> **Task to complete**
Would you return every entry, exactly as it is written?

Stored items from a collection
//! A [`PageProvider`] for catalog pages rendered server-side.
//!
//! Pages are fetched with a plain HTTP GET. There is no viewport, so the
//! revealed height is always zero and there is never an expand control; the
//! expansion loop therefore ends after one pass, as `Terminal` when the
//! configured end-of-list text is in the document and `Stalled` otherwise.

use std::time::Duration;

use async_trait::async_trait;
use reqwest::{header, Client, Url};
use serde::Deserialize;

use crate::error::ProviderError;
use crate::provider::{ControlHandle, PageProvider, PageSnapshot};
use crate::retry::retry_with_backoff;

/// One cookie from a browser cookie export.
#[derive(Debug, Clone, Deserialize)]
struct ExportedCookie {
    name: String,
    value: String,
    #[serde(default)]
    domain: Option<String>,
}

/// Browser exports are either a bare array or wrapped in `{"cookies": [...]}`.
#[derive(Debug, Deserialize)]
#[serde(untagged)]
enum CookieExport {
    List(Vec<ExportedCookie>),
    Wrapped { cookies: Vec<ExportedCookie> },
}

impl CookieExport {
    fn into_cookies(self) -> Vec<ExportedCookie> {
        match self {
            CookieExport::List(cookies) | CookieExport::Wrapped { cookies } => cookies,
        }
    }
}

impl ExportedCookie {
    /// Host-only cookies (no domain) and exact or parent-domain matches apply.
    fn applies_to(&self, host: &str) -> bool {
        let Some(domain) = self.domain.as_deref() else {
            return true;
        };
        let domain = domain.trim_start_matches('.');
        host.eq_ignore_ascii_case(domain)
            || host
                .to_ascii_lowercase()
                .ends_with(&format!(".{}", domain.to_ascii_lowercase()))
    }
}

pub struct StaticPageProvider {
    client: Client,
    terminal_text: String,
    max_retries: u32,
    backoff_base_secs: u64,
    cookies: Vec<ExportedCookie>,
    credentials: Option<Vec<u8>>,
    current: Option<PageSnapshot>,
}

impl StaticPageProvider {
    /// # Errors
    ///
    /// Returns [`ProviderError::Http`] if the HTTP client cannot be built.
    pub fn new(
        timeout_secs: u64,
        user_agent: &str,
        terminal_text: impl Into<String>,
    ) -> Result<Self, ProviderError> {
        let client = Client::builder()
            .timeout(Duration::from_secs(timeout_secs))
            .connect_timeout(Duration::from_secs(10))
            .user_agent(user_agent)
            .build()?;
        Ok(Self {
            client,
            terminal_text: terminal_text.into(),
            max_retries: 0,
            backoff_base_secs: 0,
            cookies: Vec::new(),
            credentials: None,
            current: None,
        })
    }

    /// Retry transient fetch failures up to `max_retries` extra times.
    #[must_use]
    pub fn with_retries(mut self, max_retries: u32, backoff_base_secs: u64) -> Self {
        self.max_retries = max_retries;
        self.backoff_base_secs = backoff_base_secs;
        self
    }

    fn cookie_header(&self, url: &Url) -> Option<String> {
        let host = url.host_str()?;
        let pairs: Vec<String> = self
            .cookies
            .iter()
            .filter(|c| c.applies_to(host))
            .map(|c| format!("{}={}", c.name, c.value))
            .collect();
        (!pairs.is_empty()).then(|| pairs.join("; "))
    }

    async fn fetch(&self, url: &Url) -> Result<PageSnapshot, ProviderError> {
        let cookie = self.cookie_header(url);

        retry_with_backoff(self.max_retries, self.backoff_base_secs, || {
            let url = url.clone();
            let cookie = cookie.clone();
            async move {
                let mut request = self
                    .client
                    .get(url.clone())
                    .header(
                        header::ACCEPT,
                        "text/html,application/xhtml+xml;q=0.9,*/*;q=0.8",
                    )
                    .header(header::ACCEPT_LANGUAGE, "id-ID,id;q=0.9,en-US;q=0.8");
                if let Some(cookie) = cookie {
                    request = request.header(header::COOKIE, cookie);
                }

                let response = request.send().await?;
                let status = response.status();
                if !status.is_success() {
                    return Err(ProviderError::UnexpectedStatus {
                        status: status.as_u16(),
                        url: url.to_string(),
                    });
                }

                let final_url = response.url().to_string();
                let html = response.text().await?;
                Ok(PageSnapshot {
                    url: final_url,
                    html,
                })
            }
        })
        .await
    }

    fn current(&self, operation: &'static str) -> Result<&PageSnapshot, ProviderError> {
        self.current
            .as_ref()
            .ok_or(ProviderError::NotNavigated(operation))
    }
}

#[async_trait]
impl PageProvider for StaticPageProvider {
    async fn navigate(&mut self, url: &str) -> Result<(), ProviderError> {
        let parsed = Url::parse(url).map_err(|e| ProviderError::Navigation {
            url: url.to_string(),
            reason: e.to_string(),
        })?;
        let page = self.fetch(&parsed).await?;
        tracing::debug!(url = %page.url, bytes = page.html.len(), "page fetched");
        self.current = Some(page);
        Ok(())
    }

    async fn reload(&mut self) -> Result<(), ProviderError> {
        let url = self.current("reload")?.url.clone();
        self.navigate(&url).await
    }

    async fn revealed_height(&mut self) -> Result<u64, ProviderError> {
        Ok(0)
    }

    async fn scroll_to(&mut self, _position: u64) -> Result<(), ProviderError> {
        Ok(())
    }

    async fn find_terminal_marker(&mut self) -> Result<bool, ProviderError> {
        let page = self.current("find_terminal_marker")?;
        Ok(!self.terminal_text.is_empty() && page.html.contains(&self.terminal_text))
    }

    async fn find_expand_control(&mut self) -> Result<Option<ControlHandle>, ProviderError> {
        self.current("find_expand_control")?;
        Ok(None)
    }

    async fn scroll_into_view(&mut self, _control: &ControlHandle) -> Result<(), ProviderError> {
        Err(ProviderError::Unsupported("scroll_into_view"))
    }

    async fn invoke(&mut self, _control: &ControlHandle) -> Result<(), ProviderError> {
        Err(ProviderError::Unsupported("invoke"))
    }

    async fn snapshot(&mut self) -> Result<PageSnapshot, ProviderError> {
        self.current("snapshot").cloned()
    }

    async fn apply_credentials(&mut self, blob: &[u8]) -> Result<(), ProviderError> {
        let export: CookieExport = serde_json::from_slice(blob)
            .map_err(|e| ProviderError::Credentials(e.to_string()))?;
        self.cookies = export.into_cookies();
        self.credentials = Some(blob.to_vec());
        tracing::debug!(cookies = self.cookies.len(), "credentials applied");
        Ok(())
    }

    /// Cookies are not refreshed from responses, so the applied blob is
    /// handed back unchanged.
    async fn export_credentials(&mut self) -> Result<Option<Vec<u8>>, ProviderError> {
        Ok(self.credentials.clone())
    }
}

> **Solved problem**
//! A [`PageProvider`] for catalog pages rendered server-side.
//!
//! Pages are fetched with a plain HTTP GET. There is no viewport, so the
//! revealed height is always zero and there is never an expand control; the
//! expansion loop therefore ends after one pass, as `Terminal` when the
//! configured end-of-list text is in the document and `Stalled` otherwise.

use std::time::Duration;

use async_trait::async_trait;
use reqwest::{header, Client, Url};
use serde::Deserialize;

use crate::error::ProviderError;
use crate::provider::{ControlHandle, PageProvider, PageSnapshot};
use crate::retry::retry_with_backoff;

/// One cookie from a browser cookie export.
#[derive(Debug, Clone, Deserialize)]
struct ExportedCookie {
    name: String,
    value: String,
    #[serde(default)]
    domain: Option<String>,
}

/// Browser exports are either a bare array or wrapped in `{"cookies": [...]}`.
#[derive(Debug, Deserialize)]
#[serde(untagged)]
enum CookieExport {
    List(Vec<ExportedCookie>),
    Wrapped { cookies: Vec<ExportedCookie> },
}

impl CookieExport {
    fn into_cookies(self) -> Vec<ExportedCookie> {
        match self {
            CookieExport::List(cookies) | CookieExport::Wrapped { cookies } => cookies,
        }
    }
}

impl ExportedCookie {
    /// Host-only cookies (no domain) and exact or parent-domain matches apply.
    fn applies_to(&self, host: &str) -> bool {
        let Some(domain) = self.domain.as_deref() else {
            return true;
        };
        let domain = domain.trim_start_matches('.');
        host.eq_ignore_ascii_case(domain)
            || host
                .to_ascii_lowercase()
                .ends_with(&format!(".{}", domain.to_ascii_lowercase()))
    }
}

pub struct StaticPageProvider {
    client: Client,
    terminal_text: String,
    max_retries: u32,
    backoff_base_secs: u64,
    cookies: Vec<ExportedCookie>,
    credentials: Option<Vec<u8>>,
    current: Option<PageSnapshot>,
}

impl StaticPageProvider {
    /// # Errors
    ///
    /// Returns [`ProviderError::Http`] if the HTTP client cannot be built.
    pub fn new(
        timeout_secs: u64,
        user_agent: &str,
        terminal_text: impl Into<String>,
    ) -> Result<Self, ProviderError> {
        let client = Client::builder()
            .timeout(Duration::from_secs(timeout_secs))
            .connect_timeout(Duration::from_secs(10))
            .user_agent(user_agent)
            .build()?;
        Ok(Self {
            client,
            terminal_text: terminal_text.into(),
            max_retries: 0,
            backoff_base_secs: 0,
            cookies: Vec::new(),
            credentials: None,
            current: None,
        })
    }

    /// Retry transient fetch failures up to `max_retries` extra times.
    #[must_use]
    pub fn with_retries(mut self, max_retries: u32, backoff_base_secs: u64) -> Self {
        self.max_retries = max_retries;
        self.backoff_base_secs = backoff_base_secs;
        self
    }

    fn cookie_header(&self, url: &Url) -> Option<String> {
        let host = url.host_str()?;
        let pairs: Vec<String> = self
            .cookies
            .iter()
            .filter(|c| c.applies_to(host))
            .map(|c| format!("{}={}", c.name, c.value))
            .collect();
        (!pairs.is_empty()).then(|| pairs.join("; "))
    }

    async fn fetch(&self, url: &Url) -> Result<PageSnapshot, ProviderError> {
        let cookie = self.cookie_header(url);

        retry_with_backoff(self.max_retries, self.backoff_base_secs, || {
            let url = url.clone();
            let cookie = cookie.clone();
            async move {
                let mut request = self
                    .client
                    .get(url.clone())
                    .header(
                        header::ACCEPT,
                        "text/html,application/xhtml+xml;q=0.9,*/*;q=0.8",
                    )
                    .header(header::ACCEPT_LANGUAGE, "id-ID,id;q=0.9,en-US;q=0.8");
                if let Some(cookie) = cookie {
                    request = request.header(header::COOKIE, cookie);
                }

                let response = request.send().await?;
                let status = response.status();
                if !status.is_success() {
                    return Err(ProviderError::UnexpectedStatus {
                        status: status.as_u16(),
                        url: url.to_string(),
                    });
                }

                let final_url = response.url().to_string();
                let html = response.text().await?;
                Ok(PageSnapshot {
                    url: final_url,
                    html,
                })
            }
        })
        .await
    }

    fn current(&self, operation: &'static str) -> Result<&PageSnapshot, ProviderError> {
        self.current
            .as_ref()
            .ok_or(ProviderError::NotNavigated(operation))
    }
}

#[async_trait]
impl PageProvider for StaticPageProvider {
    async fn navigate(&mut self, url: &str) -> Result<(), ProviderError> {
        let parsed = Url::parse(url).map_err(|e| ProviderError::Navigation {
            url: url.to_string(),
            reason: e.to_string(),
        })?;
        let page = self.fetch(&parsed).await?;
        tracing::debug!(url = %page.url, bytes = page.html.len(), "page fetched");
        self.current = Some(page);
        Ok(())
    }

    async fn reload(&mut self) -> Result<(), ProviderError> {
        let url = self.current("reload")?.url.clone();
        self.navigate(&url).await
    }

    async fn revealed_height(&mut self) -> Result<u64, ProviderError> {
        Ok(0)
    }

    async fn scroll_to(&mut self, _position: u64) -> Result<(), ProviderError> {
        Ok(())
    }

    async fn find_terminal_marker(&mut self) -> Result<bool, ProviderError> {
        let page = self.current("find_terminal_marker")?;
        Ok(!self.terminal_text.is_empty() && page.html.contains(&self.terminal_text))
    }

    async fn find_expand_control(&mut self) -> Result<Option<ControlHandle>, ProviderError> {
        self.current("find_expand_control")?;
        Ok(None)
    }

    async fn scroll_into_view(&mut self, _control: &ControlHandle) -> Result<(), ProviderError> {
        Err(ProviderError::Unsupported("scroll_into_view"))
    }

    async fn invoke(&mut self, _control: &ControlHandle) -> Result<(), ProviderError> {
        Err(ProviderError::Unsupported("invoke"))
    }

    async fn snapshot(&mut self) -> Result<PageSnapshot, ProviderError> {
        self.current("snapshot").cloned()
    }

    async fn apply_credentials(&mut self, blob: &[u8]) -> Result<(), ProviderError> {
        let export: CookieExport = serde_json::from_slice(blob)
            .map_err(|e| ProviderError::Credentials(e.to_string()))?;
        self.cookies = export.into_cookies();
        self.credentials = Some(blob.to_vec());
        tracing::debug!(cookies = self.cookies.len(), "credentials applied");
        Ok(())
    }

    /// Cookies are not refreshed from responses, so the applied blob is
    /// handed back unchanged.
    async fn export_credentials(&mut self) -> Result<Option<Vec<u8>>, ProviderError> {
        Ok(self.credentials.clone())
    }
}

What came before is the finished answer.